Le conjoint : un tuteur de résilience

Pour Emilie Arpino-Gay, du service de médecine gériatrique et de la consultation mémoire du centre hospitalier Pierre-Oudot, à Bourgoin-Jallieu (Isère), « la situation de l’aidant familial est maintenant reconnue ; il va permettre de favoriser le maintien à domicile de la personne atteinte d’une maladie neurodégénérative en compensant sa perte d’autonomie » : « l’aidant peut apporter à son conjoint un bien-être psychique avec ses capacités de narration et de mentalisation qu’il réalise pour son proche en s’appuyant notamment sur l’accordage effectif. L’aidant peut ouvrir son proche vers l’extérieur à condition qu’il soit lui-même capable d’autres investissements et qu’il ait des espaces pour penser la situation. Dans le cas de la maladie d’Alzheimer, qui est traumatogène à plusieurs niveaux dans le couple, par rapport à la confrontation à la mort, la nécessité de faire le deuil de l’ancienne relation et le sentiment d’isolement, la capacité de résilience de la personne aidée dépend de celle de l’aidant. Le conjoint aidant a besoin d’être soutenu dans cette démarche, dans ce processus, par des personnes constituant un cercle de résilience familial, amical, professionnel. Cela permet d’insister sur l’intérêt des groupes de parole et des actions menées auprès des aidants. »

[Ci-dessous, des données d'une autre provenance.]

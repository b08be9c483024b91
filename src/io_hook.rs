//! The I/O hook pool (spec §3 `IOHook`, §4.2, C3): a fixed-size allocator
//! backing the hot path. `crossbeam`'s lock-free `ArrayQueue` stands in for
//! the slab: a hook "allocation" is really a permit popped from a bounded,
//! pre-filled queue, returned automatically when the hook drops. Allocation
//! never blocks — an empty queue means exhaustion, which the dispatcher
//! must treat as a fatal error for the affected request only (spec §4.2,
//! §7 `AllocFailure`).

use std::sync::Arc;

use crossbeam::queue::ArrayQueue;

use crate::{
    mapping::MappingTable,
    request::{EndIo, RequestInfo, Rw},
    target::Target,
};

pub struct HookPool {
    permits: ArrayQueue<()>,
    capacity: usize,
}

impl HookPool {
    pub fn new(capacity: usize) -> Self {
        let permits = ArrayQueue::new(capacity.max(1));
        for _ in 0..capacity {
            // Queue was just sized to `capacity`; this cannot fail.
            let _ = permits.push(());
        }
        Self { permits, capacity }
    }

    pub fn capacity(&self) -> usize {
        self.capacity
    }

    pub fn available(&self) -> usize {
        self.permits.len()
    }

    fn try_take_permit(self: &Arc<Self>) -> Option<HookPermit> {
        self.permits.pop().map(|()| HookPermit { pool: self.clone() })
    }
}

struct HookPermit {
    pool: Arc<HookPool>,
}

impl Drop for HookPermit {
    fn drop(&mut self) {
        // Queue was sized to its own capacity; returning a permit can never
        // overflow it as long as allocation count == free count, which the
        // `Hook` lifetime (one permit per live hook) guarantees.
        let _ = self.pool.permits.push(());
    }
}

/// A per-request shadow record created exactly when the dispatcher decides
/// to forward a request (spec §3 `IOHook`). Owns the upper layer's saved
/// `end_io`, the table and target the request was forwarded against, and
/// the permit that keeps it accounted for in the pool. Dropped by the
/// completion trampoline once it has run.
pub(crate) struct Hook {
    pub table: Arc<MappingTable>,
    pub target: Arc<dyn Target>,
    pub rw: Rw,
    pub end_io: EndIo,
    pub info: RequestInfo,
    _permit: HookPermit,
}

impl Hook {
    /// Allocates a hook from `pool`. On exhaustion, hands `end_io` back
    /// unconsumed rather than dropping it, so the caller can still complete
    /// the request it belongs to (spec §4.2, §7 `AllocFailure`).
    pub fn try_new(
        pool: &Arc<HookPool>,
        table: Arc<MappingTable>,
        target: Arc<dyn Target>,
        rw: Rw,
        end_io: EndIo,
        info: RequestInfo,
    ) -> Result<Self, EndIo> {
        match pool.try_take_permit() {
            Some(permit) => Ok(Self {
                table,
                target,
                rw,
                end_io,
                info,
                _permit: permit,
            }),
            None => Err(end_io),
        }
    }
}

#[cfg(test)]
mod tests {
    use super::*;
    use crate::{request::DeviceId, targets::linear::LinearTarget};

    fn dummy_table() -> Arc<MappingTable> {
        use crate::mapping::TargetEntry;
        Arc::new(
            MappingTable::new(
                vec![TargetEntry::new(99, Arc::new(LinearTarget::new("t", 0, 0)))],
                512,
            )
            .unwrap(),
        )
    }

    #[test]
    fn exhausted_pool_refuses_allocation() {
        let pool = Arc::new(HookPool::new(1));
        let table = dummy_table();
        let target: Arc<dyn Target> = Arc::new(LinearTarget::new("t", 0, 0));
        let info = RequestInfo {
            rdev: DeviceId::new(253, 0),
            rsector: 0,
            nr_sectors: 1,
            rw: Rw::Read,
        };

        let first = Hook::try_new(
            &pool,
            table.clone(),
            target.clone(),
            Rw::Read,
            Box::new(|_, _| {}),
            info,
        );
        assert!(first.is_ok());
        assert_eq!(pool.available(), 0);

        let second = Hook::try_new(&pool, table, target, Rw::Read, Box::new(|_, _| {}), info);
        assert!(second.is_err());

        drop(first);
        assert_eq!(pool.available(), 1);
    }
}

Arpino-Gay E. Le conjoint, un tuteur de résilience pour une personne atteinte de la maladie d’Alzheimer. NPG Neurologie Psychiatr Gériatr 2017 ; 17(99) : 213-217. Juin 2017. www.sciencedirect.com/science/article/pii/S1627483016300307

Hospitalisation de répit : qu’en pensent les aidants ?

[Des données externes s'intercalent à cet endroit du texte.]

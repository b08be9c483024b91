//! The literal end-to-end scenarios (spec §8 S1–S6), one test per scenario.

use std::sync::{
    atomic::{AtomicBool, AtomicU32, AtomicU64, Ordering},
    Arc,
};

use dm_engine::{
    dispatch::Submission,
    mapping::{MappingTable, TargetEntry},
    request::{Request, Rw},
    targets::{error::ErrorTarget, linear::LinearTarget},
    DeviceMapper, DmConfig,
};

fn linear_table(entries: Vec<(u64, u32, u64)>) -> MappingTable {
    let entries = entries
        .into_iter()
        .map(|(high, major, offset)| {
            TargetEntry::new(
                high,
                Arc::new(LinearTarget::new(format!("lin{major}"), major, offset)),
            )
        })
        .collect();
    MappingTable::new(entries, 512).unwrap()
}

/// S1: linear routing across a two-target table, exact boundary sectors.
#[test]
fn s1_linear_routing() {
    let dm = DeviceMapper::new(DmConfig::default());
    let id = dm.create("s1", None).unwrap();
    dm.activate(
        id.minor,
        linear_table(vec![(99, 11, 1000), (299, 22, 5000)]),
    )
    .unwrap();

    let probe = |sector: u64| {
        let request = Request::new(id, sector, 1, Rw::Read, |_, _| {});
        match dm.submit_request(request).unwrap() {
            Submission::Forward(req) => (req.rdev.major, req.rsector),
            other => panic!("expected Forward, got {other:?}"),
        }
    };

    assert_eq!(probe(50), (11, 1050));
    assert_eq!(probe(99), (11, 1099));
    assert_eq!(probe(100), (22, 5000));
    assert_eq!(probe(299), (22, 5199));
}

/// S2: suspend blocks until the in-flight requests it's waiting on
/// complete, then the table is unbound.
#[test]
fn s2_suspend_drain() {
    let dm = Arc::new(DeviceMapper::new(DmConfig::default()));
    let id = dm.create("s2", None).unwrap();
    dm.activate(id.minor, linear_table(vec![(999, 11, 0)]))
        .unwrap();

    let mut in_flight = Vec::new();
    for sector in 0..10u64 {
        let request = Request::new(id, sector, 1, Rw::Read, |_, _| {});
        match dm.submit_request(request).unwrap() {
            Submission::Forward(req) => in_flight.push(req),
            other => panic!("expected Forward, got {other:?}"),
        }
    }

    // Hold back 3, complete the other 7 immediately.
    let held: Vec<_> = in_flight.drain(0..3).collect();
    for req in in_flight {
        req.complete(true);
    }

    let suspend_done = Arc::new(AtomicBool::new(false));
    let dm2 = dm.clone();
    let flag = suspend_done.clone();
    let handle = std::thread::spawn(move || {
        dm2.suspend(id.minor).unwrap();
        flag.store(true, Ordering::SeqCst);
    });

    std::thread::sleep(std::time::Duration::from_millis(50));
    assert!(!suspend_done.load(Ordering::SeqCst), "suspend must block with I/O outstanding");

    for req in held {
        req.complete(true);
    }
    handle.join().unwrap();
    assert!(suspend_done.load(Ordering::SeqCst));

    dm.with_device(id.minor, |d| assert!(d.table().is_none()))
        .unwrap();
}

/// S3: requests arriving while suspended are deferred, then all replayed
/// against the new table on activate, with no double completions.
#[test]
fn s3_deferred_replay() {
    let dm = DeviceMapper::new(DmConfig::default());
    let id = dm.create("s3", None).unwrap();
    dm.activate(id.minor, linear_table(vec![(999, 11, 0)]))
        .unwrap();
    dm.suspend(id.minor).unwrap();

    let completions = Arc::new(AtomicU32::new(0));
    for sector in 0..5u64 {
        let c = completions.clone();
        let request = Request::new(id, sector, 1, Rw::Read, move |_info, _ok| {
            c.fetch_add(1, Ordering::SeqCst);
        });
        match dm.submit_request(request).unwrap() {
            Submission::Deferred => {}
            other => panic!("expected Deferred, got {other:?}"),
        }
    }
    dm.with_device(id.minor, |d| {
        assert_eq!(d.state(), dm_engine::device::DeviceState::Suspended)
    })
    .unwrap();

    let forwarded = dm
        .activate(id.minor, linear_table(vec![(999, 22, 7000)]))
        .unwrap();
    assert_eq!(forwarded.len(), 5);
    for req in forwarded {
        assert_eq!(req.rdev.major, 22);
        req.complete(true);
    }
    assert_eq!(completions.load(Ordering::SeqCst), 5);
}

/// S4: a target that always fails `map` causes the request to fail and
/// leaves `pending` untouched.
#[test]
fn s4_error_propagation() {
    let dm = DeviceMapper::new(DmConfig::default());
    let id = dm.create("s4", None).unwrap();
    let target = Arc::new(ErrorTarget::failing("boom", nix::errno::Errno::EIO));
    let table = MappingTable::new(vec![TargetEntry::new(99, target)], 512).unwrap();
    dm.activate(id.minor, table).unwrap();

    let pending_before = dm
        .with_device(id.minor, |d| d.table().unwrap().pending_count())
        .unwrap();

    let ok = Arc::new(AtomicBool::new(true));
    let ok2 = ok.clone();
    let request = Request::new(id, 10, 1, Rw::Read, move |_info, uptodate| {
        ok2.store(uptodate, Ordering::SeqCst);
    });
    match dm.submit_request(request).unwrap() {
        Submission::Completed => {}
        other => panic!("expected Completed, got {other:?}"),
    }
    assert!(!ok.load(Ordering::SeqCst));

    let pending_after = dm
        .with_device(id.minor, |d| d.table().unwrap().pending_count())
        .unwrap();
    assert_eq!(pending_before, pending_after);
}

/// S5: a target's `err` hook claims ownership of a failed completion; the
/// trampoline must not invoke the original `end_io` until the target
/// finishes it itself.
#[test]
fn s5_completion_error_with_handler() {
    let dm = DeviceMapper::new(DmConfig::default());
    let id = dm.create("s5", None).unwrap();
    let target = Arc::new(ErrorTarget::handling_completions("handler"));
    let table = MappingTable::new(vec![TargetEntry::new(99, target.clone())], 512).unwrap();
    dm.activate(id.minor, table).unwrap();

    let final_value = Arc::new(AtomicU64::new(u64::MAX));
    let fv = final_value.clone();
    let request = Request::new(id, 10, 1, Rw::Read, move |_info, uptodate| {
        fv.store(uptodate as u64, Ordering::SeqCst);
    });
    let forwarded = match dm.submit_request(request).unwrap() {
        Submission::Forward(req) => req,
        other => panic!("expected Forward, got {other:?}"),
    };

    forwarded.complete(false);
    assert_eq!(
        final_value.load(Ordering::SeqCst),
        u64::MAX,
        "end_io must not run until the target finishes the stashed completion"
    );
    assert!(target.has_stashed_completion());

    target.complete_stashed(true);
    assert_eq!(final_value.load(Ordering::SeqCst), 1);
}

/// S6: `remove` refuses a device with an open handle; succeeds once closed,
/// and the freed minor is reusable.
#[test]
fn s6_remove_guard() {
    let dm = DeviceMapper::new(DmConfig::default());
    let id = dm.create("s6", Some(3)).unwrap();
    dm.activate(id.minor, linear_table(vec![(99, 11, 0)]))
        .unwrap();
    dm.open(id.minor).unwrap();

    assert!(dm.remove(id.minor).is_err());
    dm.with_device(id.minor, |_| ()).expect("slot still occupied");

    dm.close(id.minor).unwrap();
    dm.deactivate(id.minor).unwrap();
    dm.remove(id.minor).unwrap();

    let id2 = dm.create("s6-again", Some(3)).unwrap();
    assert_eq!(id2.minor, 3);
}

« Les aidants familiaux sont les premiers touchés par les difficultés de prise en charge et par la maladie de leur proche », rappelle Nadia Tebbani, médecin généraliste à Massy (Essonne). « L’aide aux aidants (dont l’hospitalisation de répit) s’est développée ces dernières années pour éviter leur épuisement ». Elle a souhaité étudier le vécu psychologique des aidants de patients atteints de la maladie d’Alzheimer au cours d’une hospitalisation de répit, pour identifier les freins et les motivations rencontrés par ces aidants et repérer leurs attentes vis-à-vis du médecin généraliste dans ce domaine. Elle a réalisé une étude descriptive qualitative à partir d’entretiens semi-directifs menés auprès de quatorze aidants principaux de proches atteints de la maladie d’Alzheimer et vivant à domicile. « Le souci de poursuivre un bon accompagnement de son proche à domicile est la première motivation de l’aidant qui demande du répit. Ce n’est pas juste pour obtenir un repos pour soi. Ainsi, l’apport du répit est réel et bénéfique seulement lorsque l’aidant ressent le bien-être global de son proche hospitalisé. L’aidant exprime peu son besoin d’aide car il le minimise et il n’ose pas en demander. Le médecin généraliste doit prescrire du répit à l’aidant sans attendre que ce dernier le demande. Ces périodes de parenthèses doivent être renouvelées car leurs effets sont de courte durée, pour permettre un soutien à domicile dans de bonnes conditions. »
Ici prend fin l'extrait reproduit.